Fisheries and aquaculture products are globally important
sources of food and invaluable providers of employment, cash income,
and foreign exchange. Fisheries products are the primary protein
sources for some 950 million people worldwide, and are an important
part of the diet of many more. Demand for freshwater resources of
sufficient quantity and quality for human consumption, sanitation,
agricultural irrigation, and industry will continue to intensify,
as populations increase and as urbanization, industrialization,
and commercial development accelerates. Similarly, aquatic resources
and habitats are being seriously degraded in many parts of the world.

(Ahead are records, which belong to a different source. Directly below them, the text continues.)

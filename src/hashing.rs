//! Hashing System - SHA-256 over Decoded Pixels
//!
//! The cache-busting token must change exactly when the pixels change.
//! Encoded bytes, encoder settings and timestamps never reach the hasher.

use image::RgbaImage;
use serde::{Deserialize, Serialize};
use sha2::{Digest, Sha256};
use std::fmt;

/// Hex characters kept from the full digest.
pub const HASH_PREFIX_LEN: usize = 6;

/// Compute SHA-256 hash of bytes, return hex string
pub fn sha256_hex(data: &[u8]) -> String {
    let mut hasher = Sha256::new();
    hasher.update(data);
    let result = hasher.finalize();
    hex::encode(result)
}

/// Short content token appended to sprite URLs as `?v=<hash>`.
#[derive(Debug, Clone, PartialEq, Eq, Hash, Serialize, Deserialize)]
#[serde(transparent)]
pub struct ContentHash(String);

impl ContentHash {
    pub(crate) fn new(token: impl Into<String>) -> Self {
        Self(token.into())
    }

    pub fn as_str(&self) -> &str {
        &self.0
    }
}

impl fmt::Display for ContentHash {
    fn fmt(&self, f: &mut fmt::Formatter<'_>) -> fmt::Result {
        f.write_str(&self.0)
    }
}

/// Hash a composited sprite.
///
/// The canvas size is fed ahead of the RGBA samples so that a 2x1 and a
/// 1x2 canvas with the same bytes do not collide.
pub fn hash_pixels(pixels: &RgbaImage) -> ContentHash {
    let mut hasher = Sha256::new();
    hasher.update(pixels.width().to_be_bytes());
    hasher.update(pixels.height().to_be_bytes());
    hasher.update(pixels.as_raw());
    let digest = hex::encode(hasher.finalize());
    ContentHash::new(&digest[..HASH_PREFIX_LEN])
}

// We need hex encoding
mod hex {
    pub fn encode(bytes: impl AsRef<[u8]>) -> String {
        bytes.as_ref().iter().map(|b| format!("{:02x}", b)).collect()
    }
}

Human demands are increasingly threatening the integrity and health
of biologically rich aquatic ecosystems.
Pressure on coastal resources by humans is increasing
at unprecedented rates. More than half the world's population lives
within 60 kilometers of a shoreline and this percentage is projected
to rise to as much as three-quarters by the year 2020. Pressures
related to population growth and migration threaten the integrity
and long-term productivity of coastal ecosystems and adjacent watersheds
and, consequently, the welfare of many humans in the developing
world. Fisheries products are the world’s most widely traded
foods, with commerce dominated by the developing countries. In comparison
to other sectors of the world food economy, the fisheries and aquaculture
sectors are poorly planned, inadequately funded, and neglected by
all levels of government. At the same time, fishing is the largest
extractive use of wildlife in the world, and aquaculture is the
most rapidly growing sector of the global agricultural economy.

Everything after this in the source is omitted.